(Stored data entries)
-- Opening Marker --

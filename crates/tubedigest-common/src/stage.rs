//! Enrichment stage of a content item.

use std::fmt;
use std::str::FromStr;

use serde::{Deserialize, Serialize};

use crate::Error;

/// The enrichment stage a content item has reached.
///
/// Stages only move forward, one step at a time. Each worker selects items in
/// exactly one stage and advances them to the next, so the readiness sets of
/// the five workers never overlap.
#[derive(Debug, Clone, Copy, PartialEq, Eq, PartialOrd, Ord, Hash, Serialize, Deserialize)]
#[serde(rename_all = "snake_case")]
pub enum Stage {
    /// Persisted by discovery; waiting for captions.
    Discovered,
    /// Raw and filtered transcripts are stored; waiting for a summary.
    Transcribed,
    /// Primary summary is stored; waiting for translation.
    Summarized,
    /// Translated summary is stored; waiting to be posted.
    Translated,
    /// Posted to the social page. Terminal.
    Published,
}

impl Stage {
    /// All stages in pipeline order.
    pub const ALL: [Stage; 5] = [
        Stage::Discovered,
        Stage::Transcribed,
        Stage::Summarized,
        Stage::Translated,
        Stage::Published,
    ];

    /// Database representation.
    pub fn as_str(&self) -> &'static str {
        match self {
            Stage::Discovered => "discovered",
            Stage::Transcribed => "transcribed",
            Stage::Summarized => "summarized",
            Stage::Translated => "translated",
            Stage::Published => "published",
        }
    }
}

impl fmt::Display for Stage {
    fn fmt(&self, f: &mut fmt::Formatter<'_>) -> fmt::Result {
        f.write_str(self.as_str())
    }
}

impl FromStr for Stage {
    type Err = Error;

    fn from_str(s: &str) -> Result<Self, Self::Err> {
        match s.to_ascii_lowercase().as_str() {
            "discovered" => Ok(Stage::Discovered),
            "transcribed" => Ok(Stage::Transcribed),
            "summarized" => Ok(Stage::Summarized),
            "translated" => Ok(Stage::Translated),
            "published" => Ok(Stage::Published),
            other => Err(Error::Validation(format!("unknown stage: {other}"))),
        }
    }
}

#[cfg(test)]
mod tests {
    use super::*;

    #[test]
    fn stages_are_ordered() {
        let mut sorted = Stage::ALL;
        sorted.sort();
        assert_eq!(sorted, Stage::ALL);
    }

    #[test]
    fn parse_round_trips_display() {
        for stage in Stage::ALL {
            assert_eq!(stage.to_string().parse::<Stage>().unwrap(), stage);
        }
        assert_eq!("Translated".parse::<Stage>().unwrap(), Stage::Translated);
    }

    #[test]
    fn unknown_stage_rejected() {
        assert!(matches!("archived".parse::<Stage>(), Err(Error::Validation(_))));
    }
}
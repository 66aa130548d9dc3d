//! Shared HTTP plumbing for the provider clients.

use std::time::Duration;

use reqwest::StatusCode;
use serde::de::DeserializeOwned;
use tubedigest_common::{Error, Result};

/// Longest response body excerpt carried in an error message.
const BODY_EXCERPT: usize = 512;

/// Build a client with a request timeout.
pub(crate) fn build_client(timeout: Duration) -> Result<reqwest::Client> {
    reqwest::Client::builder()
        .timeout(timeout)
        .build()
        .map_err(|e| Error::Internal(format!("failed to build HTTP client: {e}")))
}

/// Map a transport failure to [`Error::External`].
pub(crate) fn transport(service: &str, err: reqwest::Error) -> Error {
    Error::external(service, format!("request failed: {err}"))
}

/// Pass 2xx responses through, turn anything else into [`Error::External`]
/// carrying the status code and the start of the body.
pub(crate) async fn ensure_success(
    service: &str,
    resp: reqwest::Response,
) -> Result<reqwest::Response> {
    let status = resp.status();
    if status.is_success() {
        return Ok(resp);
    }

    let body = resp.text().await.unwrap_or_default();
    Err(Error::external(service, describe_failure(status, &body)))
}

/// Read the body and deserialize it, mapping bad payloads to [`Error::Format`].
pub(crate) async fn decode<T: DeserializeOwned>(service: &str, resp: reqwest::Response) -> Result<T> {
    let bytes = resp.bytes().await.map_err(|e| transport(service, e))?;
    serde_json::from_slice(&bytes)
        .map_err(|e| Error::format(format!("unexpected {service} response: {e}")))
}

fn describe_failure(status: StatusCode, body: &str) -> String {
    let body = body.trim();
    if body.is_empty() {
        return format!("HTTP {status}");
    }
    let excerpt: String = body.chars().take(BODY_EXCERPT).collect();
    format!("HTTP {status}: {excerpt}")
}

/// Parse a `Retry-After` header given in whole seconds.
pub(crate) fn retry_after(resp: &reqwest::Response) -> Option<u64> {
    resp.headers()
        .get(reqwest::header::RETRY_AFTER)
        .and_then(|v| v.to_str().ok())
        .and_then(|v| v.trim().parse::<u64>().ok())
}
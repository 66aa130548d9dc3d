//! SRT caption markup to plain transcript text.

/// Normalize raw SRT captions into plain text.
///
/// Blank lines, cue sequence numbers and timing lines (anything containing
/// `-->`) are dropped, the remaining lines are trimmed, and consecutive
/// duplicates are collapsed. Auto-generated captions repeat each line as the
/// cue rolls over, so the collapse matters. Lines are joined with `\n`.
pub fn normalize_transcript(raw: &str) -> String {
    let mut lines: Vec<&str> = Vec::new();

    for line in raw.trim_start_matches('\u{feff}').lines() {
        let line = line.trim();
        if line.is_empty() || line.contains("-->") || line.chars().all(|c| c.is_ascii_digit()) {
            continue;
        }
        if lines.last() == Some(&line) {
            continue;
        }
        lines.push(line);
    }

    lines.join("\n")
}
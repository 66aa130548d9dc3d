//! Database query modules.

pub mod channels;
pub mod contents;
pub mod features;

-- Closing Marker --
-- Opening Marker --

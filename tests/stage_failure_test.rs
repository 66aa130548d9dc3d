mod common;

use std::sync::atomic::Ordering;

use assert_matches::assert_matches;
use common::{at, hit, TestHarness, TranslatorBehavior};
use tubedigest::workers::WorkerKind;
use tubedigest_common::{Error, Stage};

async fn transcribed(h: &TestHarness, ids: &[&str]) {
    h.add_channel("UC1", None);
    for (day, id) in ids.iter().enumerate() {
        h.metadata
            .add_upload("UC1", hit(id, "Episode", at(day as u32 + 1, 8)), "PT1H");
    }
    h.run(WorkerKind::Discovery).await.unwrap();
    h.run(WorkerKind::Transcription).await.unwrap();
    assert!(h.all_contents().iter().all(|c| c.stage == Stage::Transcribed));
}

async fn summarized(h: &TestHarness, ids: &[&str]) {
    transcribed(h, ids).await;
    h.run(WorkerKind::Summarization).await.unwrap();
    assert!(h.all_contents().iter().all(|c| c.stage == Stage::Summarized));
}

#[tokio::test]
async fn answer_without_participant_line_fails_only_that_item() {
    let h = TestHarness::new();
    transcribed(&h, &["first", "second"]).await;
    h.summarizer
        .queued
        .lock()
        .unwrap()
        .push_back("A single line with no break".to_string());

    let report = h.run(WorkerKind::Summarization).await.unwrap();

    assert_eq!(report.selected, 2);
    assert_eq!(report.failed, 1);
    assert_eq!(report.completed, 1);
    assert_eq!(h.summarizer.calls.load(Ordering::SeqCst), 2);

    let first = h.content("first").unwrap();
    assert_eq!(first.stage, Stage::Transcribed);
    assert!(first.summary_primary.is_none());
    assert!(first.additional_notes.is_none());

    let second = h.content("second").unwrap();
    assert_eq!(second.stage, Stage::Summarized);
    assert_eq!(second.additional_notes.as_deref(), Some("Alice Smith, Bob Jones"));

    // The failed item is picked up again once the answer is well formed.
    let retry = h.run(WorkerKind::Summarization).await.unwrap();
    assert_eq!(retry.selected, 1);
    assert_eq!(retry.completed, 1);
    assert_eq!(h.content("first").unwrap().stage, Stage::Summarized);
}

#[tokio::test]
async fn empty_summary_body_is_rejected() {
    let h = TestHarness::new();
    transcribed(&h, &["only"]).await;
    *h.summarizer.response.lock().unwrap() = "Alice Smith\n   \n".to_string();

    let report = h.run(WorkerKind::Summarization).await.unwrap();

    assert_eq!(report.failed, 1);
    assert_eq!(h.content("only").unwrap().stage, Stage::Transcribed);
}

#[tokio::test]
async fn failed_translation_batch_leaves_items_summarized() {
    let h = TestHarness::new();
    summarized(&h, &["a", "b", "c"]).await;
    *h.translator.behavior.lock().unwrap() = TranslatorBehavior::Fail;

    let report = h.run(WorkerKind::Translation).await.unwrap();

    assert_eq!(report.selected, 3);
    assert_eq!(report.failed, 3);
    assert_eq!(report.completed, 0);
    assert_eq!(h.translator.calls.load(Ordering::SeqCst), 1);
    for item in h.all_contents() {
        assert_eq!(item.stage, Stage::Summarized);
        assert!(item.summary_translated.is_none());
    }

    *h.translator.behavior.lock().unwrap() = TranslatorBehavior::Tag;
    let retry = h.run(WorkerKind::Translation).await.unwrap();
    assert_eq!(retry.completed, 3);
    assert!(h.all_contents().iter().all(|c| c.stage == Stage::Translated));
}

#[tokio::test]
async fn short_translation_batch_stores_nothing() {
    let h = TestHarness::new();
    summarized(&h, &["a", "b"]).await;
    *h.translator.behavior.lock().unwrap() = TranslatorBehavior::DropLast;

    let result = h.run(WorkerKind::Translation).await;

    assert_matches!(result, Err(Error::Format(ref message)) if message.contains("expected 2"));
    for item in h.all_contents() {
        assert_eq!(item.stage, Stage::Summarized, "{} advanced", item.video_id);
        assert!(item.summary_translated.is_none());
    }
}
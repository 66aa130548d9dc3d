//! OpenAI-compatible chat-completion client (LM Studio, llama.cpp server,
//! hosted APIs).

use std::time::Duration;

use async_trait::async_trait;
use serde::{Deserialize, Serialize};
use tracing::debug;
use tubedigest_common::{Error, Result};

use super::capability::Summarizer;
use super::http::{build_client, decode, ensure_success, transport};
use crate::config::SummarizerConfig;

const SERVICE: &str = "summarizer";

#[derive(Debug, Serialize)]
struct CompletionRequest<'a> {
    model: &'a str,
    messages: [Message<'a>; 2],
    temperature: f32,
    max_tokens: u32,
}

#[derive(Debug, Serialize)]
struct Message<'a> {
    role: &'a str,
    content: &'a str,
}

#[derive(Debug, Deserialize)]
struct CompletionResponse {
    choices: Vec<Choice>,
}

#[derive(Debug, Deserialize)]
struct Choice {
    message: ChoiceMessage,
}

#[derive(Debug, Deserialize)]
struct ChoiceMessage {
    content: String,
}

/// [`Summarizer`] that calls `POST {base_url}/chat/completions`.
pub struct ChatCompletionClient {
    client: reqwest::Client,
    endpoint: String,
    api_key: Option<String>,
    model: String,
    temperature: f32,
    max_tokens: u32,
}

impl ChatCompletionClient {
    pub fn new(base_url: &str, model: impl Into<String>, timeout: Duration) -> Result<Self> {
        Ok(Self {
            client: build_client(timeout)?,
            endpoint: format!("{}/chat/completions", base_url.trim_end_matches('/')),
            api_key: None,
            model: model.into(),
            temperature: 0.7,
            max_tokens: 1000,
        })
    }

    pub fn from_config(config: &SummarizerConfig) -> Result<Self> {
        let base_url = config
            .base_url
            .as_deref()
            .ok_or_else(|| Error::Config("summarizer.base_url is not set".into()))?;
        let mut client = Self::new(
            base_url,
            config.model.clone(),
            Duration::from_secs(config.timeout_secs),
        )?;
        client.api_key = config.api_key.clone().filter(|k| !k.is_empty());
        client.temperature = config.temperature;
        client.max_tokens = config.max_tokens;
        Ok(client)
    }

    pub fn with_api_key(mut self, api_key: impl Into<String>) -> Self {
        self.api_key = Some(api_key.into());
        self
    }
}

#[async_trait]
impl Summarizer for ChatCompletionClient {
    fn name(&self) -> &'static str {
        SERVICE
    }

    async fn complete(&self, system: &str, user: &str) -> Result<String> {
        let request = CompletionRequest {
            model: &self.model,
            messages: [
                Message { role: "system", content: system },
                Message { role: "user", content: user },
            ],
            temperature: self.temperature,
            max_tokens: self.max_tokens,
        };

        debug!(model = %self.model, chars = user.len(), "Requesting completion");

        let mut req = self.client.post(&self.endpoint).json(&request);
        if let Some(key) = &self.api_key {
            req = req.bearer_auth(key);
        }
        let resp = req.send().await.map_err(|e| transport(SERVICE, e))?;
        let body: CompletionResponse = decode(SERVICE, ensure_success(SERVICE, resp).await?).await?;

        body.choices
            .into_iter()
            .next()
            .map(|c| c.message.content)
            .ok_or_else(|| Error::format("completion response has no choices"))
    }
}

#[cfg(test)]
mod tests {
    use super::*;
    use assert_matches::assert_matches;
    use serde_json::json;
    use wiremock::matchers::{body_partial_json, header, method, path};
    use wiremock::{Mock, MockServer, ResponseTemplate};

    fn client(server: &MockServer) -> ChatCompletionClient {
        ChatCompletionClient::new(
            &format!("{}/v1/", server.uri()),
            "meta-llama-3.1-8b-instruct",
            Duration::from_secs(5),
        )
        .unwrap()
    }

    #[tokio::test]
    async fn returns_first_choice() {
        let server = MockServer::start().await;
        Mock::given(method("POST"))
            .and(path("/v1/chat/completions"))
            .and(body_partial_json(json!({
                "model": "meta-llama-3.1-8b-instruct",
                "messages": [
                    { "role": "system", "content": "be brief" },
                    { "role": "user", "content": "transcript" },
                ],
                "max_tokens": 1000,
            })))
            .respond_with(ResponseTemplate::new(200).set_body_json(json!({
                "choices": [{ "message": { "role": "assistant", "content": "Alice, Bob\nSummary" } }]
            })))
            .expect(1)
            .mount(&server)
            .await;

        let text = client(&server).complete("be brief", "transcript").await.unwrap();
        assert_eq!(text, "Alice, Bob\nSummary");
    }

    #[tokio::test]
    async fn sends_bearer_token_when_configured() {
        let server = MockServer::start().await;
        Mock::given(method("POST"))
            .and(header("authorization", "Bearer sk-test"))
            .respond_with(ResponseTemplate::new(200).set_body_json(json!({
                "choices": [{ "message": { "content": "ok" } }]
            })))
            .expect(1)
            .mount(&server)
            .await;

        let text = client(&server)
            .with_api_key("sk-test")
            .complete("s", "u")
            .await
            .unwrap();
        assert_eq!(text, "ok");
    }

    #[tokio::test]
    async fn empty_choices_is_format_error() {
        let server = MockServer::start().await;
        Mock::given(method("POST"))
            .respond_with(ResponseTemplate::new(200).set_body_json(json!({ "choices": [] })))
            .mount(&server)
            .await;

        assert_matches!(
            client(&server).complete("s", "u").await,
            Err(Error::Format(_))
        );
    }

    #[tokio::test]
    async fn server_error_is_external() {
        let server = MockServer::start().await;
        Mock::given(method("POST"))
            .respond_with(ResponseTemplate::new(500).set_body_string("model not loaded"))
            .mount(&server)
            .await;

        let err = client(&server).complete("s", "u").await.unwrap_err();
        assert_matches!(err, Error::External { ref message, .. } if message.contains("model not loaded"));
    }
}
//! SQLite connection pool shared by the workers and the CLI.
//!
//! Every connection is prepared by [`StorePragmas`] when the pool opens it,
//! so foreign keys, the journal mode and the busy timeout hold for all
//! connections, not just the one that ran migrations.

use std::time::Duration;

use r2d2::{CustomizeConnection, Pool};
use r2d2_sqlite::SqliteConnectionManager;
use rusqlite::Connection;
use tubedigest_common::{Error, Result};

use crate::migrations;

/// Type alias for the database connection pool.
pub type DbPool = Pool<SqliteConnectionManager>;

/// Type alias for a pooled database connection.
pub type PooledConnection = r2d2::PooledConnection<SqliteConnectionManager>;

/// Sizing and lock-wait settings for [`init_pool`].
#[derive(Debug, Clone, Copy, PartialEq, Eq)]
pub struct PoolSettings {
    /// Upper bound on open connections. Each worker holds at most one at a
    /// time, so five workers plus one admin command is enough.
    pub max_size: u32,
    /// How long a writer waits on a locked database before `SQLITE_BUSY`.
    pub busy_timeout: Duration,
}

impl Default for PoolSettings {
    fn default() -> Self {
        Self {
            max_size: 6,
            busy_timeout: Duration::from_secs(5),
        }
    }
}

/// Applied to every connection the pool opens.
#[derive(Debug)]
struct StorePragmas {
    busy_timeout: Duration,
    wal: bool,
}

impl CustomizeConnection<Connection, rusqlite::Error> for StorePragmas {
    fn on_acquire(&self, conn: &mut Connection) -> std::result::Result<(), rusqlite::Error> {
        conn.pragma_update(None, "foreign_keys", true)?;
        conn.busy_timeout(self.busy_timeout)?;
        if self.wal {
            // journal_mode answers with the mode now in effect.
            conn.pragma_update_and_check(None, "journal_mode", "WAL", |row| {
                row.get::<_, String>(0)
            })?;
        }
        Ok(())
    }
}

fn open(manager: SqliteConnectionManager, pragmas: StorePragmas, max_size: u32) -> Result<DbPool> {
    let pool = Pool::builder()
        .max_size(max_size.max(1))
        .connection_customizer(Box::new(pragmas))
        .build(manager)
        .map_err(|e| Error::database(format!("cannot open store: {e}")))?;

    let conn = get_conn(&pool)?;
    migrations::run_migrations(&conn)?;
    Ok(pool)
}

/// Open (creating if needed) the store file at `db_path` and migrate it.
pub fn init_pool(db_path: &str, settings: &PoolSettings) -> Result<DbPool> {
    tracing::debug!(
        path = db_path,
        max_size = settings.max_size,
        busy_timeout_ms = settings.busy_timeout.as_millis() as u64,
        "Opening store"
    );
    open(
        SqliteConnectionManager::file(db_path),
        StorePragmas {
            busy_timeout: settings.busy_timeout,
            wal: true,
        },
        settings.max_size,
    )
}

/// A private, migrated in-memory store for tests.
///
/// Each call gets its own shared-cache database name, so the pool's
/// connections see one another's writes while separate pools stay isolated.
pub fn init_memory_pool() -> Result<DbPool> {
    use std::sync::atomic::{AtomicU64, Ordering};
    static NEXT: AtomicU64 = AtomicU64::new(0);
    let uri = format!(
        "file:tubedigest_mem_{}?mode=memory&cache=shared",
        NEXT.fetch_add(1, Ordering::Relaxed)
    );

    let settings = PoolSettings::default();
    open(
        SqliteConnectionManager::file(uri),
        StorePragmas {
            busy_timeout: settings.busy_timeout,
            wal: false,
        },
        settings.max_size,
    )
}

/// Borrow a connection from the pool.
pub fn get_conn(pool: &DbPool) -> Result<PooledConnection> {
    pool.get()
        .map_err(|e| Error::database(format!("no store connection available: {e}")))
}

-- Closing Marker --
-- Opening Marker --

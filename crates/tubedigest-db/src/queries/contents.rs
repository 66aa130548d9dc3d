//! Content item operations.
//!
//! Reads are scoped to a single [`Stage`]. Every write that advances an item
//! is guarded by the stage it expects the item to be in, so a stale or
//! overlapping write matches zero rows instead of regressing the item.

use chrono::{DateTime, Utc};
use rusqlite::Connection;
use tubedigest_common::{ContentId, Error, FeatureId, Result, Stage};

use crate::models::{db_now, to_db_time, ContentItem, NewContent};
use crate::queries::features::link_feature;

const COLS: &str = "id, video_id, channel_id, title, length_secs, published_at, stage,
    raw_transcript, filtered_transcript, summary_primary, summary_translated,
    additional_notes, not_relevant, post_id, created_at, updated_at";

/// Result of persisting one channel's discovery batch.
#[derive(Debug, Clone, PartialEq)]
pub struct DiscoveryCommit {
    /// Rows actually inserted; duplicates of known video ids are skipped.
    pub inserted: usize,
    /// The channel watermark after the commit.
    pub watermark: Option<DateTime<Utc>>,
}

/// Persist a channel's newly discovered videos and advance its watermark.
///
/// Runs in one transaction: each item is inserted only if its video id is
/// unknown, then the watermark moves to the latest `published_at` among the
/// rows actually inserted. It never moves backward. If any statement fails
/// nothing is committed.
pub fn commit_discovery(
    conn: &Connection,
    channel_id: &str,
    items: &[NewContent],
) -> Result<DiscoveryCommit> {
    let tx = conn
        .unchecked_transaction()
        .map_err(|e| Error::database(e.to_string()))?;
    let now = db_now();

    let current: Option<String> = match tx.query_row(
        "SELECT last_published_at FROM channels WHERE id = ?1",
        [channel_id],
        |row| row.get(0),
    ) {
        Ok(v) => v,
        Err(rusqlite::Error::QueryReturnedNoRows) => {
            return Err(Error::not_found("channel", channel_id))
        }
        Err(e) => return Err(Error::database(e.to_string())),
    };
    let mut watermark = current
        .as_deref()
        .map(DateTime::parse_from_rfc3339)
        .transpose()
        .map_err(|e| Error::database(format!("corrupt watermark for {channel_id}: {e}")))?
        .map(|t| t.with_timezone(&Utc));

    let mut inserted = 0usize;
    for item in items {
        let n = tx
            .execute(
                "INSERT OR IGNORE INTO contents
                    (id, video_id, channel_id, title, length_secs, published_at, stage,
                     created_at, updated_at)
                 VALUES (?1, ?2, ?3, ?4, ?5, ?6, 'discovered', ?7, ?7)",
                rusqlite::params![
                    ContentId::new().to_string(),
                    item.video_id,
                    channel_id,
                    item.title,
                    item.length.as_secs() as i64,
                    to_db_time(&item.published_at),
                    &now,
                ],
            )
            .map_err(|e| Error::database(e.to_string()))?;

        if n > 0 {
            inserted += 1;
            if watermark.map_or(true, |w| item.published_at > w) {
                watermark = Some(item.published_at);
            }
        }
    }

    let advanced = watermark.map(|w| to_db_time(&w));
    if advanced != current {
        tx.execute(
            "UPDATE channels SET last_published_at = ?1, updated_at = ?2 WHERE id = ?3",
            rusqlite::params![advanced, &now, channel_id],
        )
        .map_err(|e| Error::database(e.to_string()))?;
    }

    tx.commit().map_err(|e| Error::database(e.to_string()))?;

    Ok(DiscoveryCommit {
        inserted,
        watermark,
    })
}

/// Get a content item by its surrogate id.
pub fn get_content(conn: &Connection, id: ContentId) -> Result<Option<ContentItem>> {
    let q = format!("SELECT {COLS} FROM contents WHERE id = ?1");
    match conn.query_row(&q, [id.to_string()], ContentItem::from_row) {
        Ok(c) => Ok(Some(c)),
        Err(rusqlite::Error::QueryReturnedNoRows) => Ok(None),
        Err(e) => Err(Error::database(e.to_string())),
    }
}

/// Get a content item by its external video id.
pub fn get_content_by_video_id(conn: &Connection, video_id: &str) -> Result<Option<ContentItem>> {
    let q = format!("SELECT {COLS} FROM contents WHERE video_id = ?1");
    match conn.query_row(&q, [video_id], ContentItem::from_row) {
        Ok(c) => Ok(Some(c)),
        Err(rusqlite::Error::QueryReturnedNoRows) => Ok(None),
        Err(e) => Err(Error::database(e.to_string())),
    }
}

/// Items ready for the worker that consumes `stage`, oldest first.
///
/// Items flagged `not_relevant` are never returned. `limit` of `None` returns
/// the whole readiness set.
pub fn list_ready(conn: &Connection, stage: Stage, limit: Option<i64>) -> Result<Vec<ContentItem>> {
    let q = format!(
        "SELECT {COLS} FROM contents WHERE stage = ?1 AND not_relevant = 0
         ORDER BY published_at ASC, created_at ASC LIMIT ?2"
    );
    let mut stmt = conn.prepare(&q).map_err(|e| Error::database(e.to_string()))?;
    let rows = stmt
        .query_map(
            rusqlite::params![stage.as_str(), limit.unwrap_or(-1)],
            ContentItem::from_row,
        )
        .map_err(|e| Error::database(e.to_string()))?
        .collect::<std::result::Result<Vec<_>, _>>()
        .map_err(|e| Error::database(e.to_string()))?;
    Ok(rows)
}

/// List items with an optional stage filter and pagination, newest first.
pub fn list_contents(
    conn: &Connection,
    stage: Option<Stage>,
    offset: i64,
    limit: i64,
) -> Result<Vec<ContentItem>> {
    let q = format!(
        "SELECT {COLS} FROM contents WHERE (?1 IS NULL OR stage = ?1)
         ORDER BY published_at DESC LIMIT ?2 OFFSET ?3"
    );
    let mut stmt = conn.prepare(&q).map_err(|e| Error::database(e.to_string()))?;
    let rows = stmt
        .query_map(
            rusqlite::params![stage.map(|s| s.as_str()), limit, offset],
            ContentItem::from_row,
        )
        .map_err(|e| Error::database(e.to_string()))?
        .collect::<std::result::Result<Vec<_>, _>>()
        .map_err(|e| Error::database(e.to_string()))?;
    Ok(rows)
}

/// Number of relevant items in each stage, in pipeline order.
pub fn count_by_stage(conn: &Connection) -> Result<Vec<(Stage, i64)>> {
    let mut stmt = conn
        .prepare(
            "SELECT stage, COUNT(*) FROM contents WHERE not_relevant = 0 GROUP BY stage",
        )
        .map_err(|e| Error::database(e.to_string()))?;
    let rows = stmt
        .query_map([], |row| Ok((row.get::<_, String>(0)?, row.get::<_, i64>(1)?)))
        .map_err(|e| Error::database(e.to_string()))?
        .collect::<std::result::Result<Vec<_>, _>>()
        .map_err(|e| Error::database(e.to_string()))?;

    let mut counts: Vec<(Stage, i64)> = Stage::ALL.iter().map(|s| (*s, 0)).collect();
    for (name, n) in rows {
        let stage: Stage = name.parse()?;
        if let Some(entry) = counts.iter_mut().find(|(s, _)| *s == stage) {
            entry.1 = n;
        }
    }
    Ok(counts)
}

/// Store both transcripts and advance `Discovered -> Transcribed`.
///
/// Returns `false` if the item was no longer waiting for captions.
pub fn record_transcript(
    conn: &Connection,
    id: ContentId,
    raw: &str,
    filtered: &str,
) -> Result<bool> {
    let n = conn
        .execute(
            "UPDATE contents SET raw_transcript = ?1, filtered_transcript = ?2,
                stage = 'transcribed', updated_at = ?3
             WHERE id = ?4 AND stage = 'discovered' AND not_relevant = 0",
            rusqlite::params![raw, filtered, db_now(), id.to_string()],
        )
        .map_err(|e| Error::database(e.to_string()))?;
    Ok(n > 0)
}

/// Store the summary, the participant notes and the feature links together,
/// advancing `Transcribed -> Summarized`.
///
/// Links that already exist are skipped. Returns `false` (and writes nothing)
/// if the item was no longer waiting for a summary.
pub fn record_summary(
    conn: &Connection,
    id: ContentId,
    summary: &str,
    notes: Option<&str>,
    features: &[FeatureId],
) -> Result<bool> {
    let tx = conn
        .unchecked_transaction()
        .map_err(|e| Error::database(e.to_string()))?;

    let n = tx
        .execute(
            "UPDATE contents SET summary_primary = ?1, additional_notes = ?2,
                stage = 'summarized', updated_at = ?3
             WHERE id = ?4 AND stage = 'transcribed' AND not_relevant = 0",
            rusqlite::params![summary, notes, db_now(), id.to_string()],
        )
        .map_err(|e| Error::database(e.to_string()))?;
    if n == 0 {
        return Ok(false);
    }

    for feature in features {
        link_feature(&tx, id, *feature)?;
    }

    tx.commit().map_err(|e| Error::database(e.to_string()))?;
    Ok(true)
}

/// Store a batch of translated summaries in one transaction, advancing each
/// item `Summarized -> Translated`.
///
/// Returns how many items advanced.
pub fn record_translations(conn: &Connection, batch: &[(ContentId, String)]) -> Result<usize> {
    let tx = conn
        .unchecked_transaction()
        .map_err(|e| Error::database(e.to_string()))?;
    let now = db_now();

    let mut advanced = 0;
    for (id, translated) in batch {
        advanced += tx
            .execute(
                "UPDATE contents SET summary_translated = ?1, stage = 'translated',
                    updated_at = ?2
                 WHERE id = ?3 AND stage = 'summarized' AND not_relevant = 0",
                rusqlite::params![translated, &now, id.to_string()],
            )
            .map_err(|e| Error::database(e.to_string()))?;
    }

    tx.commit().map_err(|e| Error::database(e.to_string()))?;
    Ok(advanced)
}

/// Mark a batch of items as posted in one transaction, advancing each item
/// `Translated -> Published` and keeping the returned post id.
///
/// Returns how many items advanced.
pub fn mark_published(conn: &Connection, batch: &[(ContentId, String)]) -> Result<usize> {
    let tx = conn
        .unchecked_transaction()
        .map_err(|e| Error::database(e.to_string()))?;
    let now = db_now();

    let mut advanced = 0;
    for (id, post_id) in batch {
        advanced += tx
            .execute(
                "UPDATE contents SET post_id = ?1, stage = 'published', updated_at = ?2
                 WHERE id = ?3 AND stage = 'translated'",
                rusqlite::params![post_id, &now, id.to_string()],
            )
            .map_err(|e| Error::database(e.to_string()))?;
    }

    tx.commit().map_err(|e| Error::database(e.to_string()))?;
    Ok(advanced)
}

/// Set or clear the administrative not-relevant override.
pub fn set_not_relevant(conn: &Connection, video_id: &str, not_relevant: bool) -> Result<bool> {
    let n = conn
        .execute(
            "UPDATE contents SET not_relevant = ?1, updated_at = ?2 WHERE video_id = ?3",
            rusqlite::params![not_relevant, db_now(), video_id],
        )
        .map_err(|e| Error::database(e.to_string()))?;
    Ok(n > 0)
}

-- Closing Marker --

TASK OBJECTIVE:
Taking the entries above, write out exactly the lines starting with the line containing "filename crates/tubedigest-common/src/stage.rs" and going on through the line containing "waiting for translation.", both included, and nothing else.

FINISHED TASK:
filename crates/tubedigest-common/src/stage.rs
//! Enrichment stage of a content item.

use std::fmt;
use std::str::FromStr;

use serde::{Deserialize, Serialize};

use crate::Error;

/// The enrichment stage a content item has reached.
///
/// Stages only move forward, one step at a time. Each worker selects items in
/// exactly one stage and advances them to the next, so the readiness sets of
/// the five workers never overlap.
#[derive(Debug, Clone, Copy, PartialEq, Eq, PartialOrd, Ord, Hash, Serialize, Deserialize)]
#[serde(rename_all = "snake_case")]
pub enum Stage {
    /// Persisted by discovery; waiting for captions.
    Discovered,
    /// Raw and filtered transcripts are stored; waiting for a summary.
    Transcribed,
    /// Primary summary is stored; waiting for translation.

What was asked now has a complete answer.